Femme riche et légende vivante dont le talent et l’importance avaient été réaffirmés au monde, Loretta Lynn n’avait plus rien à prouver après Van Lear Rose, et dans le sillage de son succès, elle s’est consacrée à faire ce qu’elle voulait. Elle s’est occupée de sa famille, a fait des tournées quand elle en avait envie et, en 2007, a commencé à enregistrer une multitude de documents avec sa fille Patsy Lynn Reynolds et John Carter Cash en tant que producteurs. 2016 Cercle complet fut le premier album tiré de ces sessions, suivi de Blanc Noël Bleu (2016), Ne serait-ce pas génial (2018), et Encore assez de femme (2021), et s’ils n’étaient pas aussi frappants que Rose Van Learils n’ont laissé aucun doute sur le fait qu’elle était toujours une artiste majeure qui pouvait imposer le respect et impressionner même l’auditeur le plus occasionnel avec ses dons naturels de chanteuse et de mélodie.

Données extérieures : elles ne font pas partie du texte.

//! Programs that can be executed by the machine.

use std::{fs::File, io::Read, path::Path};

use eyre::WrapErr;
use serde::{Deserialize, Serialize};

/// A program image: the ordered sequence of words loaded into memory at offset 0.
///
/// The image is immutable once loaded; a running machine mutates its own copy of the image
/// through memory writes, so one `Program` can seed any number of instances.
#[derive(Debug, Clone, Default, PartialEq, Eq, Serialize, Deserialize)]
pub struct Program {
    /// The words of the program, in memory order.
    pub image: Vec<i64>,
}

impl Program {
    /// Create a new [`Program`] from an in-memory image.
    #[must_use]
    pub fn new(image: Vec<i64>) -> Self {
        Self { image }
    }

    /// Parse a program from its text form: comma-separated decimal integers.
    ///
    /// Lines are trimmed individually, so images split across lines or ending in a newline parse
    /// cleanly.
    pub fn from_source(source: &str) -> eyre::Result<Self> {
        let image = source
            .lines()
            .flat_map(|line| line.trim().split(','))
            .filter(|word| !word.is_empty())
            .map(|word| {
                word.trim()
                    .parse::<i64>()
                    .wrap_err_with(|| format!("invalid program word {word:?}"))
            })
            .collect::<eyre::Result<Vec<i64>>>()?;

        Ok(Self { image })
    }

    /// Parse a program from a file containing its text form.
    pub fn from_file(path: impl AsRef<Path>) -> eyre::Result<Self> {
        let path = path.as_ref();
        let mut source = String::new();
        File::open(path)
            .wrap_err_with(|| format!("failed to open program {}", path.display()))?
            .read_to_string(&mut source)?;
        Self::from_source(&source)
    }

    /// The number of words in the image.
    #[must_use]
    pub fn len(&self) -> usize {
        self.image.len()
    }

    /// Whether the image holds no words.
    #[must_use]
    pub fn is_empty(&self) -> bool {
        self.image.is_empty()
    }
}

#[cfg(test)]
mod tests {
    use super::Program;

    #[test]
    fn parses_comma_separated_words() {
        let program = Program::from_source("1,0,0,0,99").unwrap();
        assert_eq!(program.image, [1, 0, 0, 0, 99]);
    }

    #[test]
    fn trims_whitespace_per_line() {
        let program = Program::from_source("  109,1,\n  204,-1\n").unwrap();
        assert_eq!(program.image, [109, 1, 204, -1]);
    }

    #[test]
    fn rejects_non_numeric_words() {
        assert!(Program::from_source("1,two,3").is_err());
    }
}
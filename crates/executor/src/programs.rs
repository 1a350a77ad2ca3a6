//! Reference program images used for testing.

#[allow(missing_docs)]
pub mod tests {
    use crate::Program;

    /// Adds the cell at offset 0 to itself, in place. Exercises self-modifying reads.
    pub const SELF_MODIFYING_ADD: &[i64] = &[1, 0, 0, 0, 99];

    /// Adds two immediates into cell 4, turning the final cell into a halt instruction.
    /// Produces no output.
    pub const ADD_THEN_HALT: &[i64] = &[1101, 100, -1, 4, 0];

    /// Copies its own image to the output stream, one word at a time.
    pub const SELF_COPY: &[i64] =
        &[109, 1, 204, -1, 1001, 100, 1, 100, 1008, 100, 16, 101, 1006, 101, 0, 99];

    /// Outputs one 16-digit immediate. Exercises the full 64-bit value range.
    pub const LARGE_IMMEDIATE: &[i64] = &[104, 1_125_899_906_842_624, 99];

    /// Multiplies two large immediates. The product needs more than 32 bits.
    pub const LARGE_PRODUCT: &[i64] = &[1102, 34_915_192, 34_915_192, 7, 4, 7, 99, 0];

    /// Reads one value and outputs 999, 1000 or 1001 for inputs below, at or above 8.
    pub const COMPARE_TO_EIGHT: &[i64] = &[
        3, 21, 1008, 21, 8, 20, 1005, 20, 22, 107, 8, 21, 20, 1006, 20, 31, 1106, 0, 36, 98, 0, 0,
        1002, 21, 125, 20, 4, 20, 1105, 1, 46, 104, 999, 1105, 1, 46, 1101, 1000, 1, 20, 4, 20,
        1105, 1, 46, 98, 99,
    ];

    /// A five-stage amplifier: reads a phase and one value, outputs `value * 10 + phase`, halts.
    /// Chained serially with phases 4,3,2,1,0 the last stage emits 43210.
    pub const SERIAL_CHAIN: &[i64] =
        &[3, 15, 3, 16, 1002, 16, 10, 16, 1, 16, 15, 15, 4, 15, 99, 0, 0];

    /// A feedback amplifier ring; with phases 9,8,7,6,5 the final forwarded value is 139629729.
    pub const FEEDBACK_RING_A: &[i64] = &[
        3, 26, 1001, 26, -4, 26, 3, 27, 1002, 27, 2, 27, 1, 27, 26, 27, 4, 27, 1001, 28, -1, 28,
        1005, 28, 6, 99, 0, 0, 5,
    ];

    /// A feedback amplifier ring; with phases 9,7,8,5,6 the final forwarded value is 18216.
    pub const FEEDBACK_RING_B: &[i64] = &[
        3, 52, 1001, 52, -5, 52, 3, 53, 1, 52, 56, 54, 1007, 54, 5, 55, 1005, 55, 26, 1001, 54,
        -5, 54, 1105, 1, 12, 1, 53, 54, 53, 1008, 54, 0, 55, 1001, 55, 1, 55, 2, 53, 55, 53, 4,
        53, 1001, 56, -1, 56, 1005, 56, 6, 99, 0, 0, 0, 0, 10,
    ];

    /// Echoes input characters to the output until it has echoed a newline, then halts.
    pub const ECHO_LINE: &[i64] = &[3, 20, 4, 20, 1008, 20, 10, 21, 1006, 21, 0, 99];

    #[must_use]
    pub fn self_copy_program() -> Program {
        Program::new(SELF_COPY.to_vec())
    }

    #[must_use]
    pub fn compare_to_eight_program() -> Program {
        Program::new(COMPARE_TO_EIGHT.to_vec())
    }
}
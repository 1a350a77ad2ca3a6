//! Opcodes understood by the execution engine.

use std::fmt::Display;

use enum_map::Enum;
use serde::{Deserialize, Serialize};

/// An opcode (short for "operation code") specifies the operation to be performed by the machine.
///
/// Opcodes are decoded from the low two decimal digits of an instruction word; the remaining
/// digits carry the addressing modes of the operands. The machine is deliberately small: three
/// arithmetic/comparison operations that write through a destination operand, two jumps, one
/// input, one output, a relative-base adjustment, and halt.
#[derive(
    Debug, Clone, Copy, PartialEq, Eq, Hash, Serialize, Deserialize, PartialOrd, Ord, Enum,
)]
pub enum Opcode {
    /// dest ← a + b
    Add = 1,
    /// dest ← a * b
    Mul = 2,
    /// dest ← next queued input value; suspends the machine when the queue is empty
    Input = 3,
    /// last_output ← a; yields the value to the caller
    Output = 4,
    /// if a != 0: pc ← b
    JumpIfTrue = 5,
    /// if a == 0: pc ← b
    JumpIfFalse = 6,
    /// dest ← (a < b) as integer
    LessThan = 7,
    /// dest ← (a == b) as integer
    Equals = 8,
    /// relative_base ← relative_base + a
    AdjustBase = 9,
    /// Stop the machine permanently.
    Halt = 99,
}

impl Opcode {
    /// Get the mnemonic for the opcode.
    #[must_use]
    pub const fn mnemonic(&self) -> &str {
        match self {
            Opcode::Add => "add",
            Opcode::Mul => "mul",
            Opcode::Input => "input",
            Opcode::Output => "output",
            Opcode::JumpIfTrue => "jump-if-true",
            Opcode::JumpIfFalse => "jump-if-false",
            Opcode::LessThan => "less-than",
            Opcode::Equals => "equals",
            Opcode::AdjustBase => "adjust-base",
            Opcode::Halt => "halt",
        }
    }

    /// Decode an opcode from the low two decimal digits of an instruction word.
    ///
    /// Returns `None` for any word outside the known set.
    #[must_use]
    pub const fn from_word(word: i64) -> Option<Self> {
        match word {
            1 => Some(Opcode::Add),
            2 => Some(Opcode::Mul),
            3 => Some(Opcode::Input),
            4 => Some(Opcode::Output),
            5 => Some(Opcode::JumpIfTrue),
            6 => Some(Opcode::JumpIfFalse),
            7 => Some(Opcode::LessThan),
            8 => Some(Opcode::Equals),
            9 => Some(Opcode::AdjustBase),
            99 => Some(Opcode::Halt),
            _ => None,
        }
    }
}

impl Display for Opcode {
    fn fmt(&self, f: &mut std::fmt::Formatter<'_>) -> std::fmt::Result {
        f.write_str(self.mnemonic())
    }
}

Dans une interview de 2012 sur sa carrière, Lynn a été interrogée sur la façon dont elle avait trouvé la force de tenir son emploi du temps en tant qu’interprète à l’âge de 80 ans, et elle a répondu : « Je travaille. Je monte dans mon bus et je prends mon bus pour le prochain rendez-vous. Et puis je remonte dans le bus après le spectacle et je roule jusqu’au prochain rendez-vous. C’est aussi simple que ça. » Malgré tout son succès, jusqu’à la fin de ses jours, Loretta Lynn était la fille de Butcher Hollow qui ne savait rien de valeur, est venue sans effort et a trouvé la gloire et la fortune en comprenant la vie de gens comme elle et en disant leur vérité. Il est difficile d’imaginer que la musique country verra à nouveau quelqu’un comme elle, même si la grande musique qu’elle a laissée conservera son éloquence pendant de très nombreuses années.